When the pandemic affected education, 17-year-old Arshya Gaur found a way to harness the power of technology and find a different way to bring education to her students.
Saloni Dhumne reports.
What do children hate? Studying.
What do children love? Gadgets. Technology.
With schools shut due to the pandemic, and online classes the norm, it was a struggle for both students and teachers.
Interactivity was a challenge, as was battling screen fatigue.
Seventeen-year-old Arshya Gaur wondered if there was a solution.
The New Delhi student loves teaching. Since the age of 14, she has been tutoring underprivileged students from the Kusum Pahari slum near her home.
When the pandemic put a stop to that, it challenged Arshya -- who studies at the Vasant Valley School -- to harness the power of technology and find a different way to bring education to her students.
"With everything taking place online, the world was becoming highly technology-oriented," Arshya tells Saloni Dhumne. She decided that, in order to keep reading "exciting and relevant in the current times, I need to adapt it to technology."
There was another reason as well.
"Children these days are learning to use the digital media much faster; it comes almost naturally to them. Hence, it felt right to integrate technology with education."
Arshya decided to use karaoke to create an online teaching platform that she calls Read Together. It comprises 70 chapters of the standard NCERT syllabus for the first to the fifth grade, adapted into an audio-visual format.

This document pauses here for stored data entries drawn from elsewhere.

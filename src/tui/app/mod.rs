//! Controller state and main loop for the dashboard.
//!
//! Owns the ordered pages, the active page index, the debounce state and the
//! run flag. All index changes go through [`Controller::set`], which rejects
//! anything outside `1..=page_count`.

use std::collections::HashSet;
use std::fmt;
use std::io;
use std::rc::Rc;
use std::time::Duration;

use thiserror::Error;
use tracing::Span;

use crate::data::DataSource;
use crate::screen::{Key, Palette, Screen, ScreenError};
use crate::signal::{self, RunFlag};
use crate::tui::event::{handle_key_event, Action};
use crate::tui::page::{Page, PageContext, PageFactory};
use crate::tui::ui;

/// Loop state. `Stopping` is terminal.
#[derive(Debug, Clone, Copy, PartialEq, Eq)]
pub enum LoopState {
    /// Reading keys and drawing frames.
    Running,
    /// Quit requested; the loop exits.
    Stopping,
}

/// Errors raised while building or running a controller.
#[derive(Debug, Error)]
pub enum ControllerError {
    /// No page factories were registered.
    #[error("at least one page is required")]
    NoPages,

    /// Two pages share a display name.
    #[error("duplicate page name: {0}")]
    DuplicatePage(String),

    /// The screen failed in a way that cannot be skipped.
    #[error(transparent)]
    Screen(#[from] ScreenError),
}

/// The dashboard controller.
pub struct Controller<S: Screen> {
    pub(crate) screen: S,
    pub(crate) interval: Duration,
    pub(crate) data: Rc<dyn DataSource>,
    pub(crate) pages: Vec<Box<dyn Page>>,
    /// 0-based; always a valid position into `pages`.
    pub(crate) active: usize,
    pub(crate) key: Option<Key>,
    pub(crate) old_key: Option<Key>,
    pub(crate) palette: Palette,
    run_flag: RunFlag,
    state: LoopState,
    span: Span,
}

impl<S: Screen> fmt::Debug for Controller<S> {
    fn fmt(&self, f: &mut fmt::Formatter<'_>) -> fmt::Result {
        f.debug_struct("Controller")
            .field("pages", &self.page_names())
            .field("active", &self.active_page())
            .field("interval", &self.interval)
            .field("key", &self.key)
            .field("old_key", &self.old_key)
            .field("state", &self.state)
            .finish_non_exhaustive()
    }
}

impl<S: Screen> Controller<S> {
    /// Starts building a controller over `screen` and `data`.
    pub fn builder(screen: S, data: Rc<dyn DataSource>) -> ControllerBuilder<S> {
        ControllerBuilder::new(screen, data)
    }

    /// Number of pages.
    pub fn page_count(&self) -> usize {
        self.pages.len()
    }

    /// Active page, 1-based.
    pub fn active_page(&self) -> usize {
        self.active + 1
    }

    /// Display names in tab order.
    pub fn page_names(&self) -> Vec<&str> {
        self.pages.iter().map(|p| p.name()).collect()
    }

    /// Current loop state.
    pub fn state(&self) -> LoopState {
        self.state
    }

    /// The run flag observed by the loop.
    pub fn run_flag(&self) -> &RunFlag {
        &self.run_flag
    }

    /// Configured redraw interval.
    pub fn interval(&self) -> Duration {
        self.interval
    }

    /// The screen.
    pub fn screen(&self) -> &S {
        &self.screen
    }

    /// Mutable access to the screen.
    pub fn screen_mut(&mut self) -> &mut S {
        &mut self.screen
    }

    /// Moves one page forward; no-op on the last page.
    pub fn increase(&mut self) -> bool {
        self.set(self.active_page() + 1)
    }

    /// Moves one page back; no-op on the first page.
    pub fn decrease(&mut self) -> bool {
        self.set(self.active_page() - 1)
    }

    /// Selects the 1-based page `idx`. Out-of-range targets leave the
    /// selection unchanged and return `false`.
    pub fn set(&mut self, idx: usize) -> bool {
        if (1..=self.pages.len()).contains(&idx) {
            self.active = idx - 1;
            true
        } else {
            false
        }
    }

    /// Runs the loop until a quit key or a cleared run flag, then restores
    /// the terminal. Restoration happens on error paths too.
    pub fn run(&mut self) -> Result<(), ScreenError> {
        let span = self.span.clone();
        let _entered = span.enter();
        tracing::info!(
            pages = self.pages.len(),
            interval = ?self.interval,
            "dashboard started"
        );

        let result = self
            .screen
            .prepare_input()
            .and_then(|()| self.event_loop());
        let restored = self.screen.restore();

        match &result {
            Ok(()) => tracing::info!("dashboard stopped"),
            Err(e) => tracing::error!("dashboard stopped on error: {}", e),
        }
        result.and(restored)
    }

    fn event_loop(&mut self) -> Result<(), ScreenError> {
        while self.state == LoopState::Running {
            self.step()?;
        }
        Ok(())
    }

    /// Runs one loop iteration: read, dispatch, check the run flag, draw.
    pub fn step(&mut self) -> Result<LoopState, ScreenError> {
        if self.state == LoopState::Stopping {
            return Ok(self.state);
        }

        let key = self.screen.read_key()?;
        self.key = key;
        if handle_key_event(self, key) == Action::Quit {
            tracing::info!("quit requested from keyboard");
            self.state = LoopState::Stopping;
        }

        if self.state == LoopState::Running && !self.run_flag.is_running() {
            tracing::info!("run flag cleared, stopping");
            self.state = LoopState::Stopping;
        }

        if self.state == LoopState::Running {
            ui::draw(self)?;
        }
        Ok(self.state)
    }
}

/// Builder for [`Controller`].
pub struct ControllerBuilder<S: Screen> {
    screen: S,
    data: Rc<dyn DataSource>,
    pages: Vec<PageFactory>,
    interval: Duration,
    init_page: usize,
    auto_start: bool,
    run_flag: RunFlag,
    span: Option<Span>,
}

impl<S: Screen> ControllerBuilder<S> {
    /// Defaults: no pages, [`crate::DEFAULT_INTERVAL`], first page, auto-start.
    pub fn new(screen: S, data: Rc<dyn DataSource>) -> Self {
        Self {
            screen,
            data,
            pages: Vec::new(),
            interval: crate::DEFAULT_INTERVAL,
            init_page: 1,
            auto_start: true,
            run_flag: RunFlag::new(),
            span: None,
        }
    }

    /// Redraw interval and input wait timeout.
    pub fn interval(mut self, interval: Duration) -> Self {
        self.interval = interval;
        self
    }

    /// Appends pages in tab order.
    pub fn pages(mut self, pages: impl IntoIterator<Item = PageFactory>) -> Self {
        self.pages.extend(pages);
        self
    }

    /// Appends one page.
    pub fn page(mut self, page: PageFactory) -> Self {
        self.pages.push(page);
        self
    }

    /// 1-based page shown first. Out of range keeps the first page.
    pub fn init_page(mut self, idx: usize) -> Self {
        self.init_page = idx;
        self
    }

    /// Whether `build` enters the loop immediately.
    pub fn auto_start(mut self, start: bool) -> Self {
        self.auto_start = start;
        self
    }

    /// Flag shared with signal listeners and the console.
    pub fn run_flag(mut self, flag: RunFlag) -> Self {
        self.run_flag = flag;
        self
    }

    /// Span every controller log line is recorded under.
    pub fn span(mut self, span: Span) -> Self {
        self.span = Some(span);
        self
    }

    /// Builds the controller and, with auto-start, runs it to completion.
    ///
    /// Never draws a frame itself; the first frame comes from the first loop
    /// iteration.
    pub fn build(self) -> Result<Controller<S>, ControllerError> {
        if self.pages.is_empty() {
            return Err(ControllerError::NoPages);
        }

        let palette = Palette::new();
        let ctx = PageContext {
            data: Rc::clone(&self.data),
            interval: self.interval,
            palette: palette.clone(),
        };
        let pages: Vec<Box<dyn Page>> = self
            .pages
            .into_iter()
            .map(|factory| factory(ctx.clone()))
            .collect();

        let mut seen = HashSet::new();
        for page in &pages {
            if !seen.insert(page.name()) {
                return Err(ControllerError::DuplicatePage(page.name().to_string()));
            }
        }

        let span = self
            .span
            .unwrap_or_else(|| tracing::info_span!("controller"));
        let mut controller = Controller {
            screen: self.screen,
            interval: self.interval,
            data: self.data,
            pages,
            active: 0,
            key: None,
            old_key: None,
            palette,
            run_flag: self.run_flag,
            state: LoopState::Running,
            span,
        };

        if !controller.set(self.init_page) {
            tracing::debug!(
                requested = self.init_page,
                pages = controller.page_count(),
                "initial page out of range, keeping first page"
            );
        }

        install_signal_handlers(&controller.run_flag);

        if self.auto_start {
            controller.run()?;
        }
        Ok(controller)
    }
}

fn install_signal_handlers(flag: &RunFlag) {
    match signal::install_handlers(flag) {
        Ok(true) => tracing::debug!("termination signal handlers installed"),
        Ok(false) => tracing::debug!("no async runtime, termination signals not intercepted"),
        Err(e) => log_signal_error(&e),
    }
}

fn log_signal_error(e: &io::Error) {
    tracing::warn!("could not install signal handlers: {}", e);
}

#[cfg(test)]
mod tests;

Launched in November 2020, Read Together has been adopted by some Delhi schools such as The Blind School, Saksham Trust, VasantValleySchool, DPS Vasant Vihar and the .
"It took me three months just to develop the content. The rest of my time was devoted towards creating the Web site and planning its roll-out. This included identifying prospective schools, how to approach them, making the presentation and awaiting their confirmation as to whether they were interested," she says.
"I realised that a large amount of my target audience lacked the means to use my programme," she says. The solution came in the form of Arshya's Tablet Initiative.
While Read Together, her primary initiative, was funded by her parents, Arshya raised approximately Rs 10 lakhs through the crowdfunding platform, Ketto, for her second initiative. She used the money to provide tablets to the underprivileged so that they could access her programme.
She also partnered with the Amba Dalmia Foundation and donated 30 tablets, which their students use for their classes.
They are currently working towards developing parental controls so that the tablets are used solely for academic purposes.
"While my experience was exciting, I faced multiple challenges that I did not see coming," says Arshya.
Intricacies such as the pace at which the audio content was to be read for easy understanding and the brightness of the illustrations that accompanied the audio were not easy to resolve.
Her age, too, proved to be a barrier when it came to marketing her programme.
"Since I am 17, people often don't take my work seriously. However, my parents stepped in at this point and helped take care of things in a professional manner," she says.
"While the lockdown provided ample amount of time to develop the platform, it also threw up marketing issues," Arshya adds.
"E-mails or video conferences," she says, "do not work as a demonstration of my software can only be carried out effectively in person."
Due to this, she says, she had to step out multiple times to sell her project.
After reaching out to eight schools in 2020, Arshya received a positive response only from two... and that too after weeks of waiting.
But this did not demotivate her.
Arshya approached the welfare association president of her alma mater, the Vasant Valley School, for help to get in touch with the principal of the Delhi Public School. She arranged a meeting with her in person, so as to encourage her to adopt Read Together.
Arshya also presented her project to her own school.
Word-of-mouth and social media posts by friends and family proved effective.
This year, Arshya has convinced five more schools to adopt her platform.
Her platform is individually accessible and has seen 300 registrations.
Apart from being one of the youngest pioneers in the field of education, Arshya is an active advocate of mental health wellness.
This stems from her own struggles with mental health as an adolescent.
As a chubby kid, Arshya was given nicknames in school which may have initially sounded harmless, but were extremely objective in nature.
The body image issues and subsequent insecurity stemming from these nicknames led to anorexia and, eventually, depression.
"I battled these two diseases at a very young age. Victims of these diseases suffer silently. Loved ones who have deal with this more sensitisation instead of brushing the issue under the carpet, which is what happens often."
Arshya's message, especially to teenagers, is that the path to betterment requires acceptance, understanding and knowing that healing takes time.
"Most people think that a person can recover fully from anorexia, but that is never really the case. One must take one day at a time and not let the loss or gain of a single day affect the whole journey."
It's a principle she applies to the rest of her life as well.
That's how Read Together, and the Tablet Initiative, came to life.
The time she got during the pandemic allowed her to pause and figure what really mattered.
"We frequently run races that are not meant to be ours," she says. "Pick your races, look what you want, what is meant for you."